Leetcode Study Day 37

Binary Search Tree Iterator

Implement the BSTIterator class that represents an iterator over the in-order traversal of a binary search tree (BST):

BSTIterator(TreeNode root) Initializes an object of the BSTIterator class. The root of the BST is given as part of the constructor. The pointer should be initialized to a non-existent number smaller than any element in the BST.
boolean hasNext() Returns true if there exists a number in the traversal to the right of the pointer, otherwise returns false.
int next() Moves the pointer to the right, then returns the number at the pointer.
Notice that by initializing the pointer to a non-existent smallest number, the first call to next() will return the smallest element in the BST.
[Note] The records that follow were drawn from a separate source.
//! Events and handlers for observing a dispatch.
//!
//! The orchestrator, retriever, and monitor report what they decided through
//! [`DispatchEvent`] variants. Callers implement [`EventHandler`] to observe
//! them for logging, metrics, or UI updates. Handlers are informational only;
//! they cannot change the outcome of a dispatch.
//!
//! | Handler | Use case |
//! |---------|----------|
//! | [`NoopHandler`] | Tests or fire-and-forget dispatches |
//! | [`LoggingHandler`] | Structured logging via `tracing` |
//! | [`FnEventHandler`] | Quick closures for simple callbacks |
//! | [`CompositeEventHandler`] | Compose multiple handlers in order |

use std::time::Duration;

use tracing::{debug, info, warn};

use crate::tools::ToolStatus;

// ── Events ─────────────────────────────────────────────────────────

/// Events emitted during a dispatch.
#[derive(Debug)]
pub enum DispatchEvent<'a> {
    /// Context retrieval finished for a query.
    ContextRetrieved { entries: usize, cache_hit: bool },
    /// A context provider contributed nothing because of an error.
    ProviderFailed { source_id: &'a str, error: &'a str },
    /// The execution plan was computed.
    PlanReady { layers: &'a [Vec<String>] },
    /// A dependency layer is about to start.
    LayerStarted { index: usize, tools: &'a [String] },
    /// A tool invocation transitioned to RUNNING.
    ToolStarted { name: &'a str },
    /// A tool invocation reached a terminal state.
    ToolFinished {
        name: &'a str,
        status: ToolStatus,
        duration: Duration,
    },
    /// A failed tool is handing over to its declared fallback.
    FallbackAttempt { tool: &'a str, fallback: &'a str },
    /// A tool passed its soft limit and is still running.
    SoftLimitExceeded {
        name: &'a str,
        elapsed: Duration,
        hard_limit: Duration,
    },
    /// A tool's circuit opened after repeated failures.
    CircuitOpened { name: &'a str, cooldown: Duration },
    /// The remaining executions of a request were aborted.
    RequestDegraded { reason: &'a str },
}

/// Handler for dispatch events.
///
/// The default implementation ignores every event.
///
/// # Example
///
/// ```ignore
/// struct Metrics;
///
/// impl EventHandler for Metrics {
///     fn on_event(&self, event: &DispatchEvent<'_>) {
///         if let DispatchEvent::ToolFinished { name, duration, .. } = event {
///             record_histogram(name, *duration);
///         }
///     }
/// }
/// ```
pub trait EventHandler: Send + Sync {
    fn on_event(&self, event: &DispatchEvent<'_>) {
        let _ = event;
    }
}

/// A handler that ignores every event.
pub struct NoopHandler;
impl EventHandler for NoopHandler {}

/// An event handler backed by a closure.
///
/// ```ignore
/// let handler = FnEventHandler::new(|event| {
///     if let DispatchEvent::CircuitOpened { name, .. } = event {
///         alert(name);
///     }
/// });
/// ```
pub struct FnEventHandler<F>(F)
where
    F: Fn(&DispatchEvent<'_>) + Send + Sync;

impl<F> FnEventHandler<F>
where
    F: Fn(&DispatchEvent<'_>) + Send + Sync,
{
    pub fn new(f: F) -> Self {
        Self(f)
    }
}

impl<F> EventHandler for FnEventHandler<F>
where
    F: Fn(&DispatchEvent<'_>) + Send + Sync,
{
    fn on_event(&self, event: &DispatchEvent<'_>) {
        (self.0)(event)
    }
}

/// An event handler that forwards every event to multiple inner handlers,
/// in registration order.
///
/// ```ignore
/// let handler = CompositeEventHandler::new()
///     .with(LoggingHandler)
///     .with(metrics_handler);
/// ```
pub struct CompositeEventHandler {
    handlers: Vec<Box<dyn EventHandler>>,
}

impl CompositeEventHandler {
    pub fn new() -> Self {
        Self {
            handlers: Vec::new(),
        }
    }

    /// Add a handler to the chain.
    pub fn with(mut self, handler: impl EventHandler + 'static) -> Self {
        self.handlers.push(Box::new(handler));
        self
    }
}

impl Default for CompositeEventHandler {
    fn default() -> Self {
        Self::new()
    }
}

impl EventHandler for CompositeEventHandler {
    fn on_event(&self, event: &DispatchEvent<'_>) {
        for handler in &self.handlers {
            handler.on_event(event);
        }
    }
}

/// Logs every event through `tracing`.
pub struct LoggingHandler;

impl EventHandler for LoggingHandler {
    fn on_event(&self, event: &DispatchEvent<'_>) {
        match event {
            DispatchEvent::ContextRetrieved { entries, cache_hit } => {
                debug!("[context] {entries} entries (cache hit: {cache_hit})");
            }
            DispatchEvent::ProviderFailed { source_id, error } => {
                warn!("[context] provider {source_id} contributed nothing: {error}");
            }
            DispatchEvent::PlanReady { layers } => {
                info!("[plan] {} layer(s): {:?}", layers.len(), layers);
            }
            DispatchEvent::LayerStarted { index, tools } => {
                debug!("[plan] layer {index} starting: {}", tools.join(", "));
            }
            DispatchEvent::ToolStarted { name } => {
                debug!("[tool] {name} running");
            }
            DispatchEvent::ToolFinished {
                name,
                status,
                duration,
            } => {
                info!(
                    "[tool] {name} -> {status} in {:.0}ms",
                    duration.as_secs_f64() * 1000.0
                );
            }
            DispatchEvent::FallbackAttempt { tool, fallback } => {
                info!("[tool] {tool} failed, trying fallback {fallback}");
            }
            DispatchEvent::SoftLimitExceeded {
                name,
                elapsed,
                hard_limit,
            } => {
                warn!(
                    "[tool] {name} passed its soft limit ({:.1}s of {:.1}s)",
                    elapsed.as_secs_f64(),
                    hard_limit.as_secs_f64()
                );
            }
            DispatchEvent::CircuitOpened { name, cooldown } => {
                warn!(
                    "[breaker] circuit for {name} opened for {:.0}s",
                    cooldown.as_secs_f64()
                );
            }
            DispatchEvent::RequestDegraded { reason } => {
                warn!("[plan] request degraded: {reason}");
            }
        }
    }
}

#[cfg(test)]
mod tests {
    use super::*;
    use std::sync::Mutex;
    use std::sync::atomic::{AtomicUsize, Ordering};

    #[test]
    fn fn_handler_receives_events() {
        let seen = Mutex::new(Vec::new());
        let handler = FnEventHandler::new(|event| {
            if let DispatchEvent::ToolStarted { name } = event {
                seen.lock().unwrap().push(name.to_string());
            }
        });
        handler.on_event(&DispatchEvent::ToolStarted { name: "billing" });
        handler.on_event(&DispatchEvent::ContextRetrieved {
            entries: 2,
            cache_hit: false,
        });
        assert_eq!(*seen.lock().unwrap(), vec!["billing".to_string()]);
    }

    #[test]
    fn composite_forwards_to_all() {
        static COUNT: AtomicUsize = AtomicUsize::new(0);
        let handler = CompositeEventHandler::new()
            .with(FnEventHandler::new(|_| {
                COUNT.fetch_add(1, Ordering::SeqCst);
            }))
            .with(FnEventHandler::new(|_| {
                COUNT.fetch_add(1, Ordering::SeqCst);
            }))
            .with(LoggingHandler);
        handler.on_event(&DispatchEvent::RequestDegraded { reason: "test" });
        assert_eq!(COUNT.load(Ordering::SeqCst), 2);
    }
}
You may assume that next() calls will always be valid. That is, there will be at least a next number in the in-order traversal when next() is called.

Example 1:


Input
["BSTIterator", "next", "next", "hasNext", "next", "hasNext", "next", "hasNext", "next", "hasNext"]
[[[7, 3, 15, null, null, 9, 20]], [], [], [], [], [], [], [], [], []]
Output
[null, 3, 7, true, 9, true, 15, true, 20, false]

Explanation
BSTIterator bSTIterator = new BSTIterator([7, 3, 15, null, null, 9, 20]);
bSTIterator.next();    // return 3
bSTIterator.next();    // return 7
bSTIterator.hasNext(); // return True
bSTIterator.next();    // return 9
bSTIterator.hasNext(); // return True
bSTIterator.next();    // return 15
bSTIterator.hasNext(); // return True
bSTIterator.next();    // return 20
bSTIterator.hasNext(); // return False
 

Constraints:

The number of nodes in the tree is in the range [1, 105].
0 <= Node.val <= 106
At most 105 calls will be made to hasNext, and next.

My solution

My solution is first to use a recursive function to add the value of each node into the private array by inorder traversal. For next() function, I set a pointer to point to the current index of the array. For hasNext() function, I check if the pointer is equal to the size of the array. If it is, return false, otherwise return true.

/**
 * Definition for a binary tree node.
 * struct TreeNode {
 *     int val;
 *     TreeNode *left;
 *     TreeNode *right;
 *     TreeNode() : val(0), left(nullptr), right(nullptr) {}
 *     TreeNode(int x) : val(x), left(nullptr), right(nullptr) {}
 *     TreeNode(int x, TreeNode *left, TreeNode *right) : val(x), left(left), right(right) {}
 * };
 */
class BSTIterator {
public:
    void BSTArrayAdder (TreeNode* node){
        if(!node) return;
        if(!node->left && !node->right){
            BSTArray.push_back(node -> val);
            return;
        }
        BSTArrayAdder(node->left);
        BSTArray.push_back(node -> val);
        BSTArrayAdder(node->right);
    }

    BSTIterator(TreeNode* root) {
        BSTArrayAdder(root);
    }
    
    int next() {
        int next = BSTArray[count];
        count ++;
        return next;
    }
    
    bool hasNext() {
        if (count == BSTArray.size())
            return false;
        else return true;
    }
private:
    vector <int> BSTArray;
    int count = 0;
};

/**
 * Your BSTIterator object will be instantiated and called as such:
 * BSTIterator* obj = new BSTIterator(root);
 * int param_1 = obj->next();
 * bool param_2 = obj->hasNext();
 */